[THE INPUT Boundary: Start]

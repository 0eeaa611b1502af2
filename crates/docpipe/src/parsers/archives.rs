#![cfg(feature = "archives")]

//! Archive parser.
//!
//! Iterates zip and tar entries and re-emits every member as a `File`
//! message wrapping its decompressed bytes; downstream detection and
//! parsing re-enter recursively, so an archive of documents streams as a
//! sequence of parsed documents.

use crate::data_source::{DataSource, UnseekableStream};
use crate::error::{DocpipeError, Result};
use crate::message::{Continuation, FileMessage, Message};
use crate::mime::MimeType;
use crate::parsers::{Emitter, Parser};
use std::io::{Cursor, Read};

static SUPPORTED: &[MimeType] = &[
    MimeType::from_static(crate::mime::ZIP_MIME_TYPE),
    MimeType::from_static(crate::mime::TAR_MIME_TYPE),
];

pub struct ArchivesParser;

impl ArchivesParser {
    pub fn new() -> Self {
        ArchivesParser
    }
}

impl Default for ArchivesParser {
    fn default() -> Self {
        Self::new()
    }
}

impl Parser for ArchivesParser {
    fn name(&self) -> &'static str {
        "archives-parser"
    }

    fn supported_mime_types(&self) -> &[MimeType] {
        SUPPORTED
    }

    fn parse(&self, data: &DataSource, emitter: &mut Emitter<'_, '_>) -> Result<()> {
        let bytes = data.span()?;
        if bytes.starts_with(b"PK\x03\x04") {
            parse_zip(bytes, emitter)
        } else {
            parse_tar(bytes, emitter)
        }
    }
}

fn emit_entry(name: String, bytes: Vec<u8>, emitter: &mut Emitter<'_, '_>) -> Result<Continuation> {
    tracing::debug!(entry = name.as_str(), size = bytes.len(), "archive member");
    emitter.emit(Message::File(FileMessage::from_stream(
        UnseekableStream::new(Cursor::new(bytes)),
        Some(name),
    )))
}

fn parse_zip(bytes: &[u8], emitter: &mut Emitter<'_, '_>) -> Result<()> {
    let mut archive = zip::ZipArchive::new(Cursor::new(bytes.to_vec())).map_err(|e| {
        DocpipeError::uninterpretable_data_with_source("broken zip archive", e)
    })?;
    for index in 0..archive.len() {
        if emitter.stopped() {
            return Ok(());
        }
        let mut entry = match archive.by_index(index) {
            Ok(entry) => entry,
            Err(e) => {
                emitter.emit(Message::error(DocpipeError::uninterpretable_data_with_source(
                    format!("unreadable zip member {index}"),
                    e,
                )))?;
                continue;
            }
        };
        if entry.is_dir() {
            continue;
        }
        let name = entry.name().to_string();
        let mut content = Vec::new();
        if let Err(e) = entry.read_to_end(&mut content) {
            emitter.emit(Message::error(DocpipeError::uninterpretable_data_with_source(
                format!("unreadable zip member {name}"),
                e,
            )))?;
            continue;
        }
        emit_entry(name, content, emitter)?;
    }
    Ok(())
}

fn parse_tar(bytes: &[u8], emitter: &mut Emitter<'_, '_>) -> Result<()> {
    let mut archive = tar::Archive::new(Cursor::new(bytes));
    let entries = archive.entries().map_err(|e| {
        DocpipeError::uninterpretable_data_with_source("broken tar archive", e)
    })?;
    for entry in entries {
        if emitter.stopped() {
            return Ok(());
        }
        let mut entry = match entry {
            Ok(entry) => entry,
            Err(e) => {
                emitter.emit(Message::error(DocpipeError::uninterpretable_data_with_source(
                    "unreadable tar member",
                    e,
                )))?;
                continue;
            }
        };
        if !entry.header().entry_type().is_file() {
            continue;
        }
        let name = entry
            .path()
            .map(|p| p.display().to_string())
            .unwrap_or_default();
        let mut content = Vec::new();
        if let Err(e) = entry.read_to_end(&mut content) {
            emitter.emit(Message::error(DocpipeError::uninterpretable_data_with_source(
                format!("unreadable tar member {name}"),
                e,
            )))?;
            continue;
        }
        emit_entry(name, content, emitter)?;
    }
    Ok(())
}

[THE INPUT Boundary: End]

EXERCISE GOAL:
Every line in the data above that contains "ArchivesParser" needs to be copied.

COMPLETED TASK:
pub struct ArchivesParser;
impl ArchivesParser {
        ArchivesParser
impl Default for ArchivesParser {
impl Parser for ArchivesParser {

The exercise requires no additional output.